Finally, abundant proof in one book that the traditional waterfall approach
is a terrible way to manage software projects,
and is therefore slowly being displaced by agile and iterative approaches. In
Agile and Iterative Development: a Manager's Guide,
renowned consultant and author
Craig Larman does a devastatingly thorough
job of debunking waterfall once and for all.
Larman cogently and painstakingly explains how several of
waterfall's practices have been conclusively linked to project failures,
and how, on the other hand, the
practices of Agile and iterative methods like
Scrum and XP reduce project risk. He summarizes
research findings encompassing thousands of projects,
and quotes the supporting opinions of standards bodies and
industry thought-leaders. The net effect is compelling, to
say the least.
As Larman shows, one of the biggest problems with waterfall is that it
pushes most of the "high-risk and difficult" elements
toward the end of the project. It end-loads the pain.
We've all seen this before.
Everything looks great for the first few weeks and months of a project.
The PERT and Gantt charts all seem to indicate rosy project health.
Then in the project's last few weeks or months, management is shocked to
discover that the features are wrong or unusable,
or the architecture won't work, or the
components cannot be integrated, or the system is full of defects.
At that point, options are sad and few: extend the deadline,
bust the budget, rework extensively --
or cut losses and cancel. Such scenarios are the norm, not the exception.
Larman quotes the joke about the guy who fell off a
cliff:
As he was hurtling down, someone yelled,
"How are you doing?" The guy replied, "So far, so good!"
The numbers are overwhelming, and somewhat depressing.
A study in the UK shows that of 1,027
projects, only 13% did not fail, and waterfall-style scope management
was the "single largest contributing factor for failure, being cited
in 82% of the projects as the number one problem." A 1995 study of
over $37 billion USD worth of US Defense Department projects concluded that "46%
of the systems so egregiously did not meet the real needs (although
they met the specifications) that they were never successfully
used, and another 20% required extensive rework" to be usable.
In "another study of 6,700 projects, it was found that four out of
the five key factors contributing to project failure were
associated with and aggravated by the waterfall model, including
inability to deal with changing requirements, and problems with late
integration." Yet another study of over 400 waterfall projects
reported that only 10% of the developed code was actually deployed,
and of that, only 20% was used.
Larman also quotes the opinions of Harlan Mills,
Fred Brooks, Barry Boehm, James Martin, Tom DeMarco, Ed Yourdon,
and others. He quotes recent findings by several standards bodies
around the world. The concensus is overwhelming: waterfall doesn't work,
and Agile and iterative approaches do.
For our own summary of the specific Agile practices that are most
associated with project success, see the following
article.
Many large and small
organizations worldwide are formally adopting agile and iterative practices.

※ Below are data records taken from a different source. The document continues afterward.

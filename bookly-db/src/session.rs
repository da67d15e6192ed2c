//! Unit-of-work sessions
//!
//! A session always works inside a transaction: nothing is committed until
//! the caller says so. After `commit` or `rollback` the next statement starts
//! a fresh transaction on a pooled connection.
//!
//! Rows are returned as owned values, so anything read before a commit stays
//! usable after it without another round trip.
//!
//! Closing (or dropping) a session discards uncommitted work and hands the
//! connection back to the pool. That happens on every exit path, including
//! `?` returns and panics.

use sqlx::{PgConnection, PgPool, Postgres, Transaction};

use crate::error::{DbError, Result};

/// One unit of work against the database
pub struct Session {
    pool: PgPool,
    tx: Option<Transaction<'static, Postgres>>,
}

impl Session {
    /// Acquire a connection and open a transaction on it.
    pub(crate) async fn begin(pool: PgPool) -> Result<Self> {
        let tx = pool.begin().await.map_err(DbError::Connect)?;
        tracing::debug!(pool_size = pool.size(), idle = pool.num_idle(), "session opened");
        Ok(Self { pool, tx: Some(tx) })
    }

    /// Connection for the current transaction, starting one if needed.
    ///
    /// Pass the result straight to sqlx:
    ///
    /// ```ignore
    /// sqlx::query("SELECT 1").execute(session.conn().await?).await?;
    /// ```
    pub async fn conn(&mut self) -> Result<&mut PgConnection> {
        let tx = match self.tx.take() {
            Some(tx) => tx,
            None => {
                tracing::trace!("session starting new transaction");
                self.pool.begin().await.map_err(DbError::Connect)?
            }
        };
        Ok(&mut **self.tx.insert(tx))
    }

    /// True while a transaction is open (begun and not yet committed or rolled back).
    pub fn in_transaction(&self) -> bool {
        self.tx.is_some()
    }

    /// Commit the open transaction, if any.
    ///
    /// Deferred constraint violations surface here.
    pub async fn commit(&mut self) -> Result<()> {
        if let Some(tx) = self.tx.take() {
            tx.commit().await?;
            tracing::debug!("session committed");
        }
        Ok(())
    }

    /// Roll back the open transaction, if any.
    pub async fn rollback(&mut self) -> Result<()> {
        if let Some(tx) = self.tx.take() {
            tx.rollback().await?;
            tracing::debug!("session rolled back");
        }
        Ok(())
    }

    /// Round trip to the server.
    pub async fn ping(&mut self) -> Result<()> {
        sqlx::query("SELECT 1").execute(self.conn().await?).await?;
        Ok(())
    }

    /// Release the session. Equivalent to dropping it.
    pub fn close(self) {
        drop(self);
    }
}

impl Drop for Session {
    fn drop(&mut self) {
        // an open transaction rolls back when its connection returns to the pool
        tracing::debug!(
            discarded = self.tx.is_some(),
            "session closed"
        );
    }
}

impl std::fmt::Debug for Session {
    fn fmt(&self, f: &mut std::fmt::Formatter<'_>) -> std::fmt::Result {
        f.debug_struct("Session")
            .field("in_transaction", &self.in_transaction())
            .finish_non_exhaustive()
    }
}
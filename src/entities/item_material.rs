//! Item-material link - How much of a material one unit of an item consumes.

use sea_orm::entity::prelude::*;
use serde::{Deserialize, Serialize};

/// Item-material database model
#[derive(Clone, Debug, PartialEq, DeriveEntityModel, Serialize, Deserialize)]
#[sea_orm(table_name = "item_materials")]
pub struct Model {
    /// Unique identifier for the link
    #[sea_orm(primary_key)]
    pub id: i64,
    /// Item being composed
    pub item_id: i64,
    /// Material consumed
    pub material_id: i64,
    /// Material units consumed per item unit
    pub quantity_per_unit: f64,
}

/// Defines relationships between the link and its two ends
#[derive(Copy, Clone, Debug, EnumIter, DeriveRelation)]
pub enum Relation {
    /// The owning item
    #[sea_orm(
        belongs_to = "super::item::Entity",
        from = "Column::ItemId",
        to = "super::item::Column::Id",
        on_delete = "Cascade"
    )]
    Item,
    /// The consumed material
    #[sea_orm(
        belongs_to = "super::material::Entity",
        from = "Column::MaterialId",
        to = "super::material::Column::Id",
        on_delete = "Cascade"
    )]
    Material,
}

impl Related<super::item::Entity> for Entity {
    fn to() -> RelationDef {
        Relation::Item.def()
    }
}

impl Related<super::material::Entity> for Entity {
    fn to() -> RelationDef {
        Relation::Material.def()
    }
}

impl ActiveModelBehavior for ActiveModel {}
//! Real-estate listings published from finished projects.

use crate::{
    core::budget,
    entities::{Listing, Project, ProjectStatus, listing},
    errors::{Error, Result},
};
use sea_orm::{QueryOrder, Set, prelude::*};
use serde::Deserialize;

/// Fields accepted when publishing a listing.
#[derive(Debug, Clone, Default, Deserialize)]
pub struct NewListing {
    /// Headline, defaults to the project name
    #[serde(default)]
    pub title: Option<String>,
    /// Free-form description
    #[serde(default)]
    pub description: Option<String>,
    /// Asking price
    pub price: f64,
    /// Location, defaults to the project address
    #[serde(default)]
    pub location: Option<String>,
    /// Whether the listing is visible to the public right away
    #[serde(default = "default_published")]
    pub is_published: bool,
}

/// Fields accepted when updating a listing; `None` leaves a field unchanged.
#[derive(Debug, Clone, Default, Deserialize)]
pub struct ListingChanges {
    /// New headline
    #[serde(default)]
    pub title: Option<String>,
    /// New description
    #[serde(default)]
    pub description: Option<String>,
    /// New asking price
    #[serde(default)]
    pub price: Option<f64>,
    /// New location
    #[serde(default)]
    pub location: Option<String>,
    /// Publish or withdraw
    #[serde(default)]
    pub is_published: Option<bool>,
}

const fn default_published() -> bool {
    true
}

fn validate_price(price: f64) -> Result<f64> {
    if !price.is_finite() || price < 0.0 {
        return Err(Error::InvalidAmount { amount: price });
    }
    Ok(price)
}

/// Lists published listings, newest first.
pub async fn list_published_listings(db: &DatabaseConnection) -> Result<Vec<listing::Model>> {
    Listing::find()
        .filter(listing::Column::IsPublished.eq(true))
        .order_by_desc(listing::Column::CreatedAt)
        .order_by_desc(listing::Column::Id)
        .all(db)
        .await
        .map_err(Into::into)
}

/// Fetches a listing by id, published or not.
pub async fn get_listing(db: &DatabaseConnection, listing_id: i64) -> Result<listing::Model> {
    Listing::find_by_id(listing_id)
        .one(db)
        .await?
        .ok_or_else(|| Error::not_found("listing", listing_id))
}

/// Fetches a listing only if it is published.
pub async fn get_published_listing(
    db: &DatabaseConnection,
    listing_id: i64,
) -> Result<listing::Model> {
    Listing::find_by_id(listing_id)
        .one(db)
        .await?
        .filter(|l| l.is_published)
        .ok_or_else(|| Error::not_found("listing", listing_id))
}

/// Fetches the listing built from a project.
pub async fn get_project_listing(
    db: &DatabaseConnection,
    project_id: i64,
) -> Result<listing::Model> {
    Listing::find()
        .filter(listing::Column::ProjectId.eq(project_id))
        .one(db)
        .await?
        .ok_or_else(|| Error::NotFound {
            entity: "listing",
            id: format!("project {project_id}"),
        })
}

/// Publishes a listing for a `FINALIZADO` project.
///
/// The construction cost is copied from the project's budget total at this
/// moment; later budget edits do not change it.
pub async fn create_listing_from_project(
    db: &DatabaseConnection,
    project_id: i64,
    input: NewListing,
) -> Result<listing::Model> {
    let price = validate_price(input.price)?;

    let project = Project::find_by_id(project_id)
        .one(db)
        .await?
        .ok_or_else(|| Error::not_found("project", project_id))?;

    if project.status != ProjectStatus::Finalizado {
        return Err(Error::Conflict {
            message: format!("project {project_id} is not finished"),
        });
    }

    match get_project_listing(db, project_id).await {
        Ok(existing) => {
            return Err(Error::Conflict {
                message: format!("project {project_id} already has listing {}", existing.id),
            });
        }
        Err(Error::NotFound { .. }) => {}
        Err(e) => return Err(e),
    }

    let title = match input.title {
        Some(title) if !title.trim().is_empty() => title.trim().to_string(),
        Some(_) => return Err(Error::validation("Listing title cannot be empty")),
        None => project.name.clone(),
    };

    let construction_cost = budget::budget_total(db, project_id).await?;
    let now = chrono::Utc::now();
    let listing = listing::ActiveModel {
        project_id: Set(project_id),
        title: Set(title),
        description: Set(input.description.or(project.description)),
        price: Set(price),
        location: Set(input.location.or(project.address)),
        construction_cost: Set(construction_cost),
        is_published: Set(input.is_published),
        created_at: Set(now),
        updated_at: Set(now),
        ..Default::default()
    };

    let listing = listing.insert(db).await?;
    tracing::info!(
        project_id,
        listing_id = listing.id,
        construction_cost,
        "published listing"
    );
    Ok(listing)
}

/// Applies [`ListingChanges`] to a listing.
pub async fn update_listing(
    db: &DatabaseConnection,
    listing_id: i64,
    changes: ListingChanges,
) -> Result<listing::Model> {
    let mut listing: listing::ActiveModel = get_listing(db, listing_id).await?.into();

    if let Some(title) = changes.title {
        if title.trim().is_empty() {
            return Err(Error::validation("Listing title cannot be empty"));
        }
        listing.title = Set(title.trim().to_string());
    }
    if let Some(description) = changes.description {
        listing.description = Set(Some(description));
    }
    if let Some(price) = changes.price {
        listing.price = Set(validate_price(price)?);
    }
    if let Some(location) = changes.location {
        listing.location = Set(Some(location));
    }
    if let Some(is_published) = changes.is_published {
        listing.is_published = Set(is_published);
    }

    listing.updated_at = Set(chrono::Utc::now());
    listing.update(db).await.map_err(Into::into)
}

/// Deletes a listing.
pub async fn delete_listing(db: &DatabaseConnection, listing_id: i64) -> Result<()> {
    let result = Listing::delete_by_id(listing_id).exec(db).await?;
    if result.rows_affected == 0 {
        return Err(Error::not_found("listing", listing_id));
    }
    tracing::info!(listing_id, "deleted listing");
    Ok(())
}
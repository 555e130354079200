//! Construction stages (etapas) and project progress.

use crate::{
    entities::{Project, Stage, stage},
    errors::{Error, Result},
};
use chrono::NaiveDate;
use sea_orm::{QueryOrder, QuerySelect, Set, prelude::*};
use serde::Deserialize;

/// Fields accepted when creating a stage.
#[derive(Debug, Clone, Default, Deserialize)]
pub struct NewStage {
    /// Stage name
    pub name: String,
    /// Free-form description
    #[serde(default)]
    pub description: Option<String>,
    /// Amount expected to be paid for this stage
    #[serde(default)]
    pub budget_amount: Option<f64>,
    /// Planned start
    #[serde(default)]
    pub start_date: Option<NaiveDate>,
    /// Planned end
    #[serde(default)]
    pub end_date: Option<NaiveDate>,
}

/// Fields accepted when updating a stage; `None` leaves a field unchanged.
#[derive(Debug, Clone, Default, Deserialize)]
pub struct StageChanges {
    /// New name
    #[serde(default)]
    pub name: Option<String>,
    /// New description
    #[serde(default)]
    pub description: Option<String>,
    /// New completion percentage
    #[serde(default)]
    pub progress: Option<f64>,
    /// New expected amount
    #[serde(default)]
    pub budget_amount: Option<f64>,
    /// New planned start
    #[serde(default)]
    pub start_date: Option<NaiveDate>,
    /// New planned end
    #[serde(default)]
    pub end_date: Option<NaiveDate>,
    /// New display position
    #[serde(default)]
    pub position: Option<i32>,
}

fn validate_progress(progress: f64) -> Result<f64> {
    if !progress.is_finite() || !(0.0..=100.0).contains(&progress) {
        return Err(Error::validation(format!(
            "progress must be between 0 and 100, got {progress}"
        )));
    }
    Ok(progress)
}

fn validate_budget_amount(amount: Option<f64>) -> Result<()> {
    match amount {
        Some(amount) if !amount.is_finite() || amount < 0.0 => {
            Err(Error::InvalidAmount { amount })
        }
        _ => Ok(()),
    }
}

fn validate_dates(start: Option<NaiveDate>, end: Option<NaiveDate>) -> Result<()> {
    match (start, end) {
        (Some(start), Some(end)) if end < start => Err(Error::validation(format!(
            "stage ends ({end}) before it starts ({start})"
        ))),
        _ => Ok(()),
    }
}

/// Lists a project's stages in display order.
pub async fn list_stages(db: &DatabaseConnection, project_id: i64) -> Result<Vec<stage::Model>> {
    Stage::find()
        .filter(stage::Column::ProjectId.eq(project_id))
        .order_by_asc(stage::Column::Position)
        .order_by_asc(stage::Column::Id)
        .all(db)
        .await
        .map_err(Into::into)
}

/// Fetches a stage by id.
pub async fn get_stage(db: &DatabaseConnection, stage_id: i64) -> Result<stage::Model> {
    Stage::find_by_id(stage_id)
        .one(db)
        .await?
        .ok_or_else(|| Error::not_found("stage", stage_id))
}

/// Appends a stage at the end of a project's stage list with 0% progress.
pub async fn create_stage(
    db: &DatabaseConnection,
    project_id: i64,
    input: NewStage,
) -> Result<stage::Model> {
    if input.name.trim().is_empty() {
        return Err(Error::validation("Stage name cannot be empty"));
    }
    validate_budget_amount(input.budget_amount)?;
    validate_dates(input.start_date, input.end_date)?;

    Project::find_by_id(project_id)
        .one(db)
        .await?
        .ok_or_else(|| Error::not_found("project", project_id))?;

    let last_position: Option<i32> = Stage::find()
        .select_only()
        .column_as(stage::Column::Position.max(), "max_position")
        .filter(stage::Column::ProjectId.eq(project_id))
        .into_tuple::<Option<i32>>()
        .one(db)
        .await?
        .flatten();

    let stage = stage::ActiveModel {
        project_id: Set(project_id),
        name: Set(input.name.trim().to_string()),
        description: Set(input.description),
        position: Set(last_position.map_or(1, |p| p + 1)),
        progress: Set(0.0),
        budget_amount: Set(input.budget_amount),
        start_date: Set(input.start_date),
        end_date: Set(input.end_date),
        created_at: Set(chrono::Utc::now()),
        ..Default::default()
    };

    stage.insert(db).await.map_err(Into::into)
}

/// Applies [`StageChanges`] to a stage.
pub async fn update_stage(
    db: &DatabaseConnection,
    stage_id: i64,
    changes: StageChanges,
) -> Result<stage::Model> {
    let current = get_stage(db, stage_id).await?;
    validate_dates(
        changes.start_date.or(current.start_date),
        changes.end_date.or(current.end_date),
    )?;

    let mut stage: stage::ActiveModel = current.into();

    if let Some(name) = changes.name {
        if name.trim().is_empty() {
            return Err(Error::validation("Stage name cannot be empty"));
        }
        stage.name = Set(name.trim().to_string());
    }
    if let Some(description) = changes.description {
        stage.description = Set(Some(description));
    }
    if let Some(progress) = changes.progress {
        stage.progress = Set(validate_progress(progress)?);
    }
    if changes.budget_amount.is_some() {
        validate_budget_amount(changes.budget_amount)?;
        stage.budget_amount = Set(changes.budget_amount);
    }
    if changes.start_date.is_some() {
        stage.start_date = Set(changes.start_date);
    }
    if changes.end_date.is_some() {
        stage.end_date = Set(changes.end_date);
    }
    if let Some(position) = changes.position {
        stage.position = Set(position);
    }

    let stage = stage.update(db).await?;
    tracing::debug!(stage_id, progress = stage.progress, "updated stage");
    Ok(stage)
}

/// Deletes a stage. Payments scoped to it stay on the project, unscoped.
pub async fn delete_stage(db: &DatabaseConnection, stage_id: i64) -> Result<()> {
    let result = Stage::delete_by_id(stage_id).exec(db).await?;
    if result.rows_affected == 0 {
        return Err(Error::not_found("stage", stage_id));
    }
    Ok(())
}

/// Mean progress of a project's stages, 0 when it has none.
#[must_use]
pub fn average_progress(stages: &[stage::Model]) -> f64 {
    if stages.is_empty() {
        return 0.0;
    }
    #[allow(clippy::cast_precision_loss)] // stage counts are tiny
    let count = stages.len() as f64;
    stages.iter().map(|s| s.progress).sum::<f64>() / count
}

/// Project progress computed from its stages.
pub async fn project_progress(db: &DatabaseConnection, project_id: i64) -> Result<f64> {
    Ok(average_progress(&list_stages(db, project_id).await?))
}
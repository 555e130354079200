//! Real-estate listing endpoints. Reads are public.

use crate::{
    api::{AppState, error::ApiResult, extract::{ApiJson, ApiPath}, projects::managed_project},
    core::{access::Actor, listing as listing_core},
    entities::listing,
};
use axum::{
    Extension, Json, Router,
    extract::State,
    http::StatusCode,
    routing::{get, post},
};

pub(super) fn public_routes() -> Router<AppState> {
    Router::new()
        .route("/api/listings", get(list_listings))
        .route("/api/listings/:id", get(get_listing))
}

pub(super) fn routes() -> Router<AppState> {
    Router::new().route(
        "/api/projects/:id/listing",
        post(create_listing)
            .patch(update_listing)
            .delete(delete_listing),
    )
}

async fn list_listings(State(state): State<AppState>) -> ApiResult<Json<Vec<listing::Model>>> {
    Ok(Json(listing_core::list_published_listings(&state.db).await?))
}

async fn get_listing(
    State(state): State<AppState>,
    ApiPath(listing_id): ApiPath<i64>,
) -> ApiResult<Json<listing::Model>> {
    Ok(Json(
        listing_core::get_published_listing(&state.db, listing_id).await?,
    ))
}

async fn create_listing(
    State(state): State<AppState>,
    Extension(actor): Extension<Actor>,
    ApiPath(project_id): ApiPath<i64>,
    ApiJson(input): ApiJson<listing_core::NewListing>,
) -> ApiResult<(StatusCode, Json<listing::Model>)> {
    managed_project(&state.db, &actor, project_id).await?;
    let listing = listing_core::create_listing_from_project(&state.db, project_id, input).await?;
    Ok((StatusCode::CREATED, Json(listing)))
}

async fn update_listing(
    State(state): State<AppState>,
    Extension(actor): Extension<Actor>,
    ApiPath(project_id): ApiPath<i64>,
    ApiJson(changes): ApiJson<listing_core::ListingChanges>,
) -> ApiResult<Json<listing::Model>> {
    managed_project(&state.db, &actor, project_id).await?;
    let listing = listing_core::get_project_listing(&state.db, project_id).await?;
    Ok(Json(
        listing_core::update_listing(&state.db, listing.id, changes).await?,
    ))
}

async fn delete_listing(
    State(state): State<AppState>,
    Extension(actor): Extension<Actor>,
    ApiPath(project_id): ApiPath<i64>,
) -> ApiResult<StatusCode> {
    managed_project(&state.db, &actor, project_id).await?;
    let listing = listing_core::get_project_listing(&state.db, project_id).await?;
    listing_core::delete_listing(&state.db, listing.id).await?;
    Ok(StatusCode::NO_CONTENT)
}
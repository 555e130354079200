//! Bearer token authentication.
//!
//! Tokens are HS256 JWTs signed with `JWT_SECRET`. They are issued by the
//! login service; this crate only validates them and turns the subject into
//! an [`Actor`].

use crate::{
    api::{AppState, error::ApiError},
    core::{access::Actor, user},
    entities::Role,
    errors::{Error, Result},
};
use axum::{
    extract::{Request, State},
    http::{HeaderMap, header},
    middleware::Next,
    response::{IntoResponse, Response},
};
use chrono::{Duration, Utc};
use jsonwebtoken::{Algorithm, DecodingKey, EncodingKey, Header, Validation, decode, encode};
use sea_orm::DatabaseConnection;
use serde::{Deserialize, Serialize};

/// Claims carried by an access token.
#[derive(Debug, Clone, PartialEq, Eq, Serialize, Deserialize)]
pub struct Claims {
    /// User id
    pub sub: String,
    /// Role when the token was issued
    pub role: Role,
    /// Issued at (unix seconds)
    pub iat: i64,
    /// Expires at (unix seconds)
    pub exp: i64,
}

/// Signing and verification keys derived from the shared secret.
pub struct TokenKeys {
    encoding_key: EncodingKey,
    decoding_key: DecodingKey,
}

fn unauthorized(message: &str) -> Error {
    Error::Unauthorized {
        message: message.to_string(),
    }
}

impl TokenKeys {
    /// Builds both keys from `secret`.
    #[must_use]
    pub fn new(secret: &str) -> Self {
        Self {
            encoding_key: EncodingKey::from_secret(secret.as_bytes()),
            decoding_key: DecodingKey::from_secret(secret.as_bytes()),
        }
    }

    /// Signs a token for `user_id` valid for `ttl`.
    pub fn issue(&self, user_id: i64, role: Role, ttl: Duration) -> Result<String> {
        let now = Utc::now();
        let claims = Claims {
            sub: user_id.to_string(),
            role,
            iat: now.timestamp(),
            exp: (now + ttl).timestamp(),
        };
        encode(&Header::new(Algorithm::HS256), &claims, &self.encoding_key).map_err(|e| {
            Error::Server {
                message: format!("failed to sign token: {e}"),
            }
        })
    }

    /// Verifies the signature and expiry of `token`.
    pub fn validate(&self, token: &str) -> Result<Claims> {
        let mut validation = Validation::new(Algorithm::HS256);
        validation.validate_exp = true;
        decode::<Claims>(token, &self.decoding_key, &validation)
            .map(|data| data.claims)
            .map_err(|e| {
                tracing::debug!("Rejected token: {e}");
                unauthorized("invalid_token")
            })
    }
}

fn bearer_token(headers: &HeaderMap) -> Option<&str> {
    headers
        .get(header::AUTHORIZATION)
        .and_then(|v| v.to_str().ok())
        .and_then(|v| v.strip_prefix("Bearer "))
        .map(str::trim)
        .filter(|t| !t.is_empty())
}

/// Resolves the caller from the request headers.
///
/// The role comes from the stored user rather than the token, so a role change
/// or deactivation takes effect before the token expires.
async fn authenticate(keys: &TokenKeys, db: &DatabaseConnection, headers: &HeaderMap) -> Result<Actor> {
    let token = bearer_token(headers).ok_or_else(|| unauthorized("missing_bearer_token"))?;
    let claims = keys.validate(token)?;
    let user_id: i64 = claims
        .sub
        .parse()
        .map_err(|_| unauthorized("invalid_subject"))?;

    let user = user::get_active_user(db, user_id)
        .await
        .map_err(|e| match e {
            Error::NotFound { .. } => unauthorized("inactive_user"),
            other => other,
        })?;

    Ok(Actor::new(user.id, user.role))
}

/// Rejects requests without a valid token and stores the [`Actor`] in the
/// request extensions for the handlers.
pub async fn auth_middleware(
    State(state): State<AppState>,
    mut request: Request,
    next: Next,
) -> Response {
    match authenticate(&state.tokens, &state.db, request.headers()).await {
        Ok(actor) => {
            request.extensions_mut().insert(actor);
            next.run(request).await
        }
        Err(e) => ApiError::from(e).into_response(),
    }
}

#[cfg(test)]
mod tests {
    #![allow(clippy::unwrap_used)]
    use super::*;

    #[test]
    fn test_issue_and_validate() {
        let keys = TokenKeys::new("test-secret");
        let token = keys.issue(42, Role::Constructor, Duration::hours(1)).unwrap();

        let claims = keys.validate(&token).unwrap();
        assert_eq!(claims.sub, "42");
        assert_eq!(claims.role, Role::Constructor);
        assert!(claims.exp > claims.iat);
    }

    #[test]
    fn test_rejects_foreign_and_expired_tokens() {
        let keys = TokenKeys::new("test-secret");
        let other = TokenKeys::new("another-secret");

        let token = other.issue(1, Role::Admin, Duration::hours(1)).unwrap();
        assert!(matches!(
            keys.validate(&token).unwrap_err(),
            Error::Unauthorized { .. }
        ));

        // Past the default 60s leeway
        let expired = keys.issue(1, Role::Admin, Duration::minutes(-5)).unwrap();
        assert!(matches!(
            keys.validate(&expired).unwrap_err(),
            Error::Unauthorized { .. }
        ));
    }

    #[test]
    fn test_bearer_token_parsing() {
        let mut headers = HeaderMap::new();
        assert!(bearer_token(&headers).is_none());

        headers.insert(header::AUTHORIZATION, "Basic abc".parse().unwrap());
        assert!(bearer_token(&headers).is_none());

        headers.insert(header::AUTHORIZATION, "Bearer abc.def".parse().unwrap());
        assert_eq!(bearer_token(&headers), Some("abc.def"));
    }
}
//! Payment endpoints and reconciliation summaries.

use crate::{
    api::{AppState, error::ApiResult, extract::{ApiJson, ApiPath}, projects::visible_project},
    core::{
        access::Actor,
        payment::{self as payment_core, PaymentSummary},
        project as project_core, stage as stage_core,
    },
    entities::{PaymentStatus, payment, stage},
};
use axum::{
    Extension, Json, Router,
    extract::State,
    http::StatusCode,
    routing::{get, put},
};
use serde::{Deserialize, Serialize};

#[derive(Debug, Deserialize)]
struct StatusRequest {
    status: PaymentStatus,
}

#[derive(Debug, Serialize)]
struct StageSummary {
    stage: stage::Model,
    #[serde(flatten)]
    summary: PaymentSummary,
}

pub(super) fn routes() -> Router<AppState> {
    Router::new()
        .route(
            "/api/projects/:id/payments",
            get(list_payments).post(record_payment),
        )
        .route("/api/projects/:id/payment-summary", get(project_summary))
        .route("/api/stages/:id/payment-summary", get(stage_summary))
        .route("/api/payments/:id/status", put(review_payment))
}

async fn list_payments(
    State(state): State<AppState>,
    Extension(actor): Extension<Actor>,
    ApiPath(project_id): ApiPath<i64>,
) -> ApiResult<Json<Vec<payment::Model>>> {
    visible_project(&state.db, &actor, project_id).await?;
    Ok(Json(
        payment_core::list_project_payments(&state.db, project_id).await?,
    ))
}

async fn record_payment(
    State(state): State<AppState>,
    Extension(actor): Extension<Actor>,
    ApiPath(project_id): ApiPath<i64>,
    ApiJson(input): ApiJson<payment_core::NewPayment>,
) -> ApiResult<(StatusCode, Json<payment::Model>)> {
    let project = project_core::get_project(&state.db, project_id).await?;
    actor.ensure_can_record_payment(&project)?;
    let payment =
        payment_core::record_payment(&state.db, project_id, actor.user_id, input).await?;
    Ok((StatusCode::CREATED, Json(payment)))
}

async fn review_payment(
    State(state): State<AppState>,
    Extension(actor): Extension<Actor>,
    ApiPath(payment_id): ApiPath<i64>,
    ApiJson(req): ApiJson<StatusRequest>,
) -> ApiResult<Json<payment::Model>> {
    let payment = payment_core::get_payment(&state.db, payment_id).await?;
    let project = project_core::get_project(&state.db, payment.project_id).await?;
    actor.ensure_can_review_payment(&project)?;
    Ok(Json(
        payment_core::set_payment_status(&state.db, payment_id, req.status).await?,
    ))
}

async fn project_summary(
    State(state): State<AppState>,
    Extension(actor): Extension<Actor>,
    ApiPath(project_id): ApiPath<i64>,
) -> ApiResult<Json<PaymentSummary>> {
    visible_project(&state.db, &actor, project_id).await?;
    Ok(Json(
        payment_core::project_payment_summary(&state.db, project_id).await?,
    ))
}

async fn stage_summary(
    State(state): State<AppState>,
    Extension(actor): Extension<Actor>,
    ApiPath(stage_id): ApiPath<i64>,
) -> ApiResult<Json<StageSummary>> {
    let stage = stage_core::get_stage(&state.db, stage_id).await?;
    visible_project(&state.db, &actor, stage.project_id).await?;
    let (stage, summary) = payment_core::stage_payment_summary(&state.db, stage_id).await?;
    Ok(Json(StageSummary { stage, summary }))
}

Informally, this experimentation has been going on for decades. Larman points out that
iterative process design goes
back more than 30 years to Tom Gilb's Evo method. Even the man whose
original article gave waterfall its momentum, Winston Royce, apparently
regretted later having written it. The late Royce, according to his son,
was actually a misunderstood advocate of iterative and incremental
development. The research seems to indicate that a shrinking
percentage of projects are using waterfall "by the book" anymore.
If you are an Agile skeptic, this book may rattle your conviction.
If you are fence-sitter, it may convince you. And if you already have Agile fire
in the belly, then certainly this book will stoke that fire.
After reading it, I am left wondering how intelligent,
experienced software development management can justify the continued use
of a process that has wasted so much money and caused so much pain.
And I am left with no doubt that agile
methods constitute an unstoppable trend in software project management.
There is, indeed, a revolution going on.